WHAT IS BEING ASKED ▸ Would you copy all lines in the data that contain the word "under"?
SOURCE INFORMATION Block Start
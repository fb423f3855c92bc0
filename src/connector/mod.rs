//! Platform connector boundary
//!
//! The sync core is protocol-agnostic: it consumes whatever a connector
//! implements, one per upstream platform. Connectors wrap the raw list/get
//! calls and pagination tokens of their platform; the core never sees HTTP.

use async_trait::async_trait;
use serde::{Deserialize, Serialize};

use crate::error::Result;
use crate::types::{FetchedMessage, PlatformKind, RemoteConversation};

/// One page of a conversation listing
#[derive(Debug, Clone, Default, Serialize, Deserialize)]
#[serde(rename_all = "camelCase")]
pub struct ConversationPage {
    pub conversations: Vec<RemoteConversation>,
    #[serde(default)]
    pub next_page_token: Option<String>,
}

/// One page of a message listing
#[derive(Debug, Clone, Default, Serialize, Deserialize)]
#[serde(rename_all = "camelCase")]
pub struct MessagePage {
    pub messages: Vec<FetchedMessage>,
    #[serde(default)]
    pub next_page_token: Option<String>,
}

/// Canonical profile returned by the platform's directory service
#[derive(Debug, Clone, Serialize, Deserialize)]
#[serde(rename_all = "camelCase")]
pub struct DirectoryProfile {
    pub email: String,
    #[serde(default)]
    pub display_name: Option<String>,
    #[serde(default)]
    pub domain: Option<String>,
}

/// Access to one upstream platform for one or more accounts.
///
/// Implementations live outside this crate. Errors use the shared taxonomy:
/// transient failures are retried by the orchestrator, auth failures abort
/// the account, shape failures skip a message.
#[async_trait]
pub trait PlatformConnector: Send + Sync {
    /// Which platform this connector serves
    fn platform(&self) -> PlatformKind;

    /// List conversations visible to an account, one page at a time
    async fn list_conversations(
        &self,
        account_id: &str,
        page_token: Option<&str>,
    ) -> Result<ConversationPage>;

    /// List messages of one conversation, one page at a time
    async fn list_messages(
        &self,
        platform_thread_id: &str,
        page_token: Option<&str>,
    ) -> Result<MessagePage>;

    /// Fetch one fully hydrated message. List responses may omit
    /// attachment detail; this call never does.
    async fn get_message(&self, platform_message_id: &str) -> Result<FetchedMessage>;

    /// Participant identifiers of a conversation
    async fn list_members(&self, platform_thread_id: &str) -> Result<Vec<String>>;

    /// Directory lookup for an opaque identifier. `Ok(None)` means the
    /// directory has no profile; errors are treated by the resolver as
    /// cascade continuation, not failure.
    async fn resolve_directory_profile(&self, identifier: &str)
        -> Result<Option<DirectoryProfile>>;
}

/// Opaque byte sink for attachment payloads. The core stores bytes it
/// happens to receive inline and keeps only the returned reference.
#[async_trait]
pub trait BlobStore: Send + Sync {
    async fn store(&self, bytes: &[u8]) -> Result<String>;
}
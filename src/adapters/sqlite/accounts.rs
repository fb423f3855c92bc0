//! Account registry for the sync store.
//!
//! Accounts are registered by callers before a run; the orchestrator only
//! reads them. Watermarks advance when an account's sync reaches Done, so a
//! failed account keeps its previous watermark.

use tracing::debug;

use super::DbPool;
use crate::error::{Result, SyncError};
use crate::types::{Account, PlatformKind};

/// Ensure an account row exists. The id is the account email address.
pub fn ensure_account(pool: &DbPool, account_id: &str, display_name: Option<&str>) -> Result<()> {
    let conn = pool.get()?;
    conn.execute(
        "INSERT OR IGNORE INTO accounts (id, email, display_name, created_at)
         VALUES (?1, ?2, ?3, ?4)",
        rusqlite::params![
            account_id,
            account_id,
            display_name,
            chrono::Utc::now().timestamp_millis()
        ],
    )?;
    debug!(account_id = %account_id, "Ensured account row");
    Ok(())
}

pub fn get_account(pool: &DbPool, account_id: &str) -> Result<Option<Account>> {
    let conn = pool.get()?;
    let mut stmt = conn.prepare(
        "SELECT id, email, display_name, last_mail_synced_at, last_chat_synced_at, created_at
         FROM accounts WHERE id = ?1",
    )?;
    let mut rows = stmt.query_map(rusqlite::params![account_id], row_to_account)?;
    match rows.next() {
        Some(row) => Ok(Some(row?)),
        None => Ok(None),
    }
}

pub fn list_accounts(pool: &DbPool) -> Result<Vec<Account>> {
    let conn = pool.get()?;
    let mut stmt = conn.prepare(
        "SELECT id, email, display_name, last_mail_synced_at, last_chat_synced_at, created_at
         FROM accounts ORDER BY created_at ASC",
    )?;
    let rows = stmt.query_map([], row_to_account)?;
    let mut accounts = Vec::new();
    for row in rows {
        accounts.push(row?);
    }
    Ok(accounts)
}

/// Advance one platform's watermark after a completed sync.
pub fn update_watermark(
    pool: &DbPool,
    account_id: &str,
    platform: PlatformKind,
    synced_at: i64,
) -> Result<()> {
    let conn = pool.get()?;
    let column = match platform {
        PlatformKind::Mail => "last_mail_synced_at",
        PlatformKind::Chat => "last_chat_synced_at",
    };
    let updated = conn.execute(
        &format!("UPDATE accounts SET {} = ?1 WHERE id = ?2", column),
        rusqlite::params![synced_at, account_id],
    )?;
    if updated == 0 {
        return Err(SyncError::AccountNotFound(account_id.to_string()));
    }
    debug!(account_id = %account_id, platform = platform.as_str(), synced_at, "Watermark advanced");
    Ok(())
}

fn row_to_account(row: &rusqlite::Row) -> rusqlite::Result<Account> {
    Ok(Account {
        id: row.get(0)?,
        email: row.get(1)?,
        display_name: row.get(2)?,
        last_mail_synced_at: row.get(3)?,
        last_chat_synced_at: row.get(4)?,
        created_at: row.get(5)?,
    })
}
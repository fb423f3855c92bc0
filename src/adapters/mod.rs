//! Store adapters. SQLite is the only backend; everything above it talks
//! to these modules, never to a connection directly.

pub mod sqlite;
pub mod identity;

use serde::{Deserialize, Serialize};

/// Which upstream platform a conversation or message came from
#[derive(Debug, Clone, Copy, PartialEq, Eq, Hash, Serialize, Deserialize)]
#[serde(rename_all = "lowercase")]
pub enum PlatformKind {
    Mail,
    Chat,
}

impl PlatformKind {
    pub fn as_str(&self) -> &'static str {
        match self {
            PlatformKind::Mail => "mail",
            PlatformKind::Chat => "chat",
        }
    }

    pub fn parse(s: &str) -> Option<Self> {
        match s {
            "mail" => Some(PlatformKind::Mail),
            "chat" => Some(PlatformKind::Chat),
            _ => None,
        }
    }
}

/// An account under sync, with per-platform watermarks
#[derive(Debug, Clone, Serialize, Deserialize)]
pub struct Account {
    pub id: String,
    pub email: String,
    pub display_name: Option<String>,
    pub last_mail_synced_at: Option<i64>,
    pub last_chat_synced_at: Option<i64>,
    pub created_at: i64,
}

/// A conversation participant with its resolved profile
#[derive(Debug, Clone, Serialize, Deserialize)]
pub struct Participant {
    pub identifier: String,
    pub resolved_email: Option<String>,
    pub display_name: Option<String>,
    pub role: ParticipantRole,
    #[serde(default)]
    pub confidence: u8,
}

impl Participant {
    /// Display name, suppressed below the caller's confidence floor.
    /// Placeholder names are a heuristic, not a real identity.
    pub fn visible_name(&self, min_confidence: u8) -> Option<&str> {
        if self.confidence >= min_confidence {
            self.display_name.as_deref()
        } else {
            None
        }
    }
}

#[derive(Debug, Clone, Copy, PartialEq, Eq, Serialize, Deserialize)]
#[serde(rename_all = "lowercase")]
pub enum ParticipantRole {
    Sender,
    Member,
}

/// Canonical grouping of all messages sharing one platform thread/space id.
/// Unique per (account_id, platform_thread_id).
#[derive(Debug, Clone, Serialize, Deserialize)]
pub struct Conversation {
    pub id: String,
    pub account_id: String,
    pub platform: PlatformKind,
    pub platform_thread_id: String,
    pub subject: Option<String>,
    pub participants: Vec<Participant>,
    pub message_count: i64,
    pub last_activity_at: Option<i64>,
    pub created_at: i64,
    pub updated_at: i64,
}

/// A persisted message. Immutable after insert except the attachments
/// column, which the reconciler may backfill.
#[derive(Debug, Clone, Serialize, Deserialize)]
pub struct MessageRecord {
    pub id: String,
    pub conversation_id: String,
    pub account_id: String,
    pub platform_message_id: String,
    pub sender_identifier: String,
    pub sender_email: Option<String>,
    pub sender_display_name: Option<String>,
    pub sender_confidence: Option<u8>,
    pub body_text: Option<String>,
    pub label: Option<String>,
    pub attachments: Vec<AttachmentRecord>,
    pub created_at: i64,
    pub fetched_at: i64,
}

/// Download lifecycle of an attachment's bytes
#[derive(Debug, Clone, Copy, PartialEq, Eq, Serialize, Deserialize)]
#[serde(rename_all = "lowercase")]
pub enum DownloadState {
    Pending,
    Stored,
    Failed,
}

/// A persisted attachment reference. The core never holds bytes; blob_ref
/// points into the blob store.
#[derive(Debug, Clone, Serialize, Deserialize)]
pub struct AttachmentRecord {
    pub dedup_key: String,
    /// Synthesized keys are random and cannot match across sync passes.
    #[serde(default)]
    pub synthesized_key: bool,
    pub source_ref: Option<String>,
    pub resource_name: Option<String>,
    pub filename: Option<String>,
    pub mime_type: Option<String>,
    pub media_type: Option<String>,
    pub size_bytes: Option<u64>,
    pub download_state: DownloadState,
    pub blob_ref: Option<String>,
}

/// A conversation as listed by a platform connector, before grouping
#[derive(Debug, Clone, Serialize, Deserialize)]
pub struct RemoteConversation {
    pub platform_thread_id: String,
    pub subject: Option<String>,
    /// Fetch label this listing came from (e.g. "incoming", "outgoing").
    /// The same thread may be listed under several labels.
    pub label: Option<String>,
}

/// A message as fetched from a platform connector
#[derive(Debug, Clone, Serialize, Deserialize)]
pub struct FetchedMessage {
    pub platform_message_id: String,
    pub platform_thread_id: String,
    pub sender_identifier: String,
    pub body_text: Option<String>,
    pub label: Option<String>,
    pub created_at: i64,
    pub attachments: Vec<FetchedAttachment>,
    /// List endpoints may omit attachment detail; false means the
    /// orchestrator must re-fetch via get_message before merging.
    pub hydrated: bool,
}

/// An attachment as fetched, before key selection
#[derive(Debug, Clone, Serialize, Deserialize)]
pub struct FetchedAttachment {
    pub source_ref: Option<String>,
    pub resource_name: Option<String>,
    pub filename: Option<String>,
    pub mime_type: Option<String>,
    pub size_bytes: Option<u64>,
    /// Blob reference. Connectors may set it when the platform exposes a
    /// stable storage ref; the core sets it when offloading inline bytes.
    #[serde(default)]
    pub blob_ref: Option<String>,
    /// Small inline payloads some connectors return. Offloaded to the
    /// blob store before grouping; never serialized or persisted.
    #[serde(skip)]
    pub inline_bytes: Option<Vec<u8>>,
}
SOURCE INFORMATION Block End
FINAL ANSWER ▸
/// An account under sync, with per-platform watermarks
    /// The same thread may be listed under several labels.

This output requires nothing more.